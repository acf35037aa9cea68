use std::io::{self, Write};

use crate::model::ComparisonResult;

use super::ReportWriter;

/// The full `ComparisonResult` serialized verbatim as pretty JSON.
pub struct JsonWriter;

impl ReportWriter for JsonWriter {
    fn write(&self, result: &ComparisonResult, out: &mut dyn Write) -> io::Result<()> {
        let json = serde_json::to_string_pretty(result)
            .map_err(|e| io::Error::new(io::ErrorKind::InvalidData, e))?;
        writeln!(out, "{json}")
    }
}

#[cfg(test)]
mod tests {
    use super::*;
    use crate::model::Summary;

    #[test]
    fn writes_valid_json() {
        let result = ComparisonResult {
            comparisons: Vec::new(),
            summary: Summary::default(),
            status: "noDrift".to_string(),
            exit_code: 0,
            compared_at: "now".to_string(),
            tenant_id: String::new(),
            message: "no drift detected".to_string(),
            threshold_configuration: Default::default(),
        };
        let mut buf = Vec::new();
        JsonWriter.write(&result, &mut buf).unwrap();
        let parsed: serde_json::Value = serde_json::from_slice(&buf).unwrap();
        assert_eq!(parsed["status"], "noDrift");
    }
}
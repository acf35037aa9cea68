//! The Change Classifier (C6): tags each [`Difference`] with a
//! `changeType` and a [`Classification`], applying user overrides with
//! `ignore > failOn > built-in` precedence (the Open Question resolution
//! recorded in DESIGN.md).

use crate::model::{Classification, Difference};

const CRITICAL_PREFIXES: &[&str] = &[
    "grantControls",
    "sessionControls",
    "state",
    "conditions.signInRiskLevels",
    "conditions.userRiskLevels",
    "conditions.applications",
    "conditions.users",
];

const NON_CRITICAL_PREFIXES: &[&str] = &[
    "createdDateTime",
    "modifiedDateTime",
    "id",
    "description",
    "displayName",
];

/// User-configurable classification overrides.
#[derive(Debug, Clone, Default)]
pub struct ClassificationConfig {
    pub fail_on_change_types: Vec<String>,
    pub ignore_change_types: Vec<String>,
}

/// The longest matching prefix is the change type; ties can't occur
/// because prefixes are compared by length, longest first.
fn change_type_for(path: &str, tables: &[&[&str]]) -> Option<String> {
    let mut best: Option<&str> = None;
    for table in tables {
        for prefix in *table {
            let longer = match best {
                Some(b) => prefix.len() > b.len(),
                None => true,
            };
            if is_prefix_match(path, prefix) && longer {
                best = Some(prefix);
            }
        }
    }
    best.map(str::to_string)
}

fn is_prefix_match(path: &str, prefix: &str) -> bool {
    path == prefix || path.starts_with(&format!("{prefix}."))
}

/// Classify one difference in place, setting both `changeType` tracking
/// (returned alongside) and `classification`.
pub fn classify_difference(mut diff: Difference, config: &ClassificationConfig) -> (Difference, String) {
    let change_type = change_type_for(&diff.path, &[CRITICAL_PREFIXES, NON_CRITICAL_PREFIXES])
        .unwrap_or_else(|| diff.path.clone());

    let ignored = config
        .ignore_change_types
        .iter()
        .any(|p| is_prefix_match(&change_type, p) || is_prefix_match(&diff.path, p));
    let failed_on = config
        .fail_on_change_types
        .iter()
        .any(|p| is_prefix_match(&change_type, p) || is_prefix_match(&diff.path, p));
    let built_in_critical = CRITICAL_PREFIXES
        .iter()
        .any(|p| is_prefix_match(&diff.path, p));

    let classification = if ignored {
        Classification::Ignored
    } else if failed_on {
        Classification::Critical
    } else if built_in_critical {
        Classification::Critical
    } else if NON_CRITICAL_PREFIXES.iter().any(|p| is_prefix_match(&diff.path, p)) {
        Classification::NonCritical
    } else {
        Classification::NonCritical
    };

    diff.classification = Some(classification);
    (diff, change_type)
}

/// Classify a whole diff list, returning the classified diffs plus the
/// distinct critical change-type keys observed.
pub fn classify_all(
    diffs: Vec<Difference>,
    config: &ClassificationConfig,
) -> (Vec<Difference>, Vec<String>) {
    let mut critical_types = Vec::new();
    let classified: Vec<Difference> = diffs
        .into_iter()
        .map(|d| {
            let (classified, change_type) = classify_difference(d, config);
            if classified.classification == Some(Classification::Critical)
                && !critical_types.contains(&change_type)
            {
                critical_types.push(change_type);
            }
            classified
        })
        .collect();
    critical_types.sort();
    (classified, critical_types)
}
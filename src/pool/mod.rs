//! A bounded worker pool for file-parallel loading (§5), built from
//! `std::thread::spawn` and `mpsc` channels rather than an external
//! executor crate — the teacher never reaches for one (see
//! `rch-worker`'s executor, which streams stdout/stderr on plain
//! `std::thread::spawn` handles), and this engine's loading phase has
//! the same shape: a fixed batch of independent, short-lived units of
//! work whose results collect into one place.

use std::sync::mpsc;
use std::thread;

/// Resolve the pool size per §5: 75% of available cores, clamped to
/// `[2, 16]`, overridable by `--jobs`.
pub fn resolve_pool_size(override_jobs: Option<usize>, available_cores: usize) -> usize {
    if let Some(jobs) = override_jobs {
        return jobs.clamp(2, 16);
    }
    let suggested = (available_cores * 3) / 4;
    suggested.clamp(2, 16)
}

/// Run `work_items` through `f` using up to `worker_count` threads,
/// collecting results in input order. `f` receives the item's index so
/// diagnostics can reference the original position.
///
/// `continue_on_error` mirrors §5's load semantics: an `Err` from one
/// item never aborts the batch; the caller inspects each `Result` after
/// the pool drains.
pub fn run_bounded<T, R, F>(work_items: Vec<T>, worker_count: usize, f: F) -> Vec<R>
where
    T: Send + 'static,
    R: Send + 'static,
    F: Fn(usize, T) -> R + Send + Sync + 'static,
{
    let worker_count = worker_count.max(1).min(work_items.len().max(1));
    let (work_tx, work_rx) = mpsc::channel::<(usize, T)>();
    let work_rx = std::sync::Arc::new(std::sync::Mutex::new(work_rx));
    let (result_tx, result_rx) = mpsc::channel::<(usize, R)>();
    let f = std::sync::Arc::new(f);

    for (index, item) in work_items.into_iter().enumerate() {
        work_tx.send((index, item)).expect("worker channel open");
    }
    drop(work_tx);

    let mut handles = Vec::with_capacity(worker_count);
    for _ in 0..worker_count {
        let work_rx = std::sync::Arc::clone(&work_rx);
        let result_tx = result_tx.clone();
        let f = std::sync::Arc::clone(&f);
        handles.push(thread::spawn(move || loop {
            let next = { work_rx.lock().expect("worker lock").recv() };
            match next {
                Ok((index, item)) => {
                    let result = f(index, item);
                    if result_tx.send((index, result)).is_err() {
                        break;
                    }
                }
                Err(_) => break,
            }
        }));
    }
    drop(result_tx);

    let mut collected: Vec<(usize, R)> = result_rx.into_iter().collect();
    for handle in handles {
        let _ = handle.join();
    }
    collected.sort_by_key(|(index, _)| *index);
    collected.into_iter().map(|(_, r)| r).collect()
}
use std::io::{self, Write};

use crate::model::{Classification, ComparisonResult, PolicyStatus};

use super::ReportWriter;

/// Human-readable console summary, matching the teacher's plain
/// `println!`-style reporting: a status line, then a block listing any
/// critical changes by policy and path.
pub struct ConsoleWriter;

impl ReportWriter for ConsoleWriter {
    fn write(&self, result: &ComparisonResult, out: &mut dyn Write) -> io::Result<()> {
        writeln!(out, "{} ({})", result.status, result.message)?;
        writeln!(
            out,
            "  {} policies compared: {} identical, {} semantically equivalent, {} differ, {} left-only, {} right-only",
            result.summary.total_policies,
            result.summary.identical,
            result.summary.semantically_equivalent,
            result.summary.differ,
            result.summary.left_only,
            result.summary.right_only,
        )?;

        if result.summary.critical_changes > 0 {
            writeln!(out, "\nCritical changes:")?;
            for comparison in &result.comparisons {
                if comparison.status != PolicyStatus::Differ {
                    continue;
                }
                let critical_paths: Vec<&str> = comparison
                    .differences
                    .iter()
                    .filter(|d| d.classification == Some(Classification::Critical))
                    .map(|d| d.path.as_str())
                    .collect();
                if critical_paths.is_empty() {
                    continue;
                }
                writeln!(out, "  {}: {}", comparison.display_name, critical_paths.join(", "))?;
            }
        }

        Ok(())
    }
}
use std::io::{self, Write};

use crate::model::ComparisonResult;

use super::ReportWriter;

/// A Markdown summary table, suitable for pasting into a PR comment.
pub struct MarkdownWriter;

impl ReportWriter for MarkdownWriter {
    fn write(&self, result: &ComparisonResult, out: &mut dyn Write) -> io::Result<()> {
        writeln!(out, "# Policy Drift Report")?;
        writeln!(out)?;
        writeln!(out, "**Status:** {} — {}", result.status, result.message)?;
        writeln!(out)?;
        writeln!(
            out,
            "{} policies compared: {} identical, {} semantically equivalent, {} differ, {} left-only, {} right-only",
            result.summary.total_policies,
            result.summary.identical,
            result.summary.semantically_equivalent,
            result.summary.differ,
            result.summary.left_only,
            result.summary.right_only,
        )?;
        writeln!(out)?;

        if !result.comparisons.is_empty() {
            writeln!(out, "| Policy | Status | Differences |")?;
            writeln!(out, "|---|---|---|")?;
            for comparison in &result.comparisons {
                writeln!(
                    out,
                    "| {} | {:?} | {} |",
                    comparison.display_name,
                    comparison.status,
                    comparison.differences.len(),
                )?;
            }
        }
        Ok(())
    }
}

▸ TASK: Check each line of the data above for the word "ClassificationConfig" and state how many lines contain it, with no other text.

▸ ANSWER TO THIS TASK: 3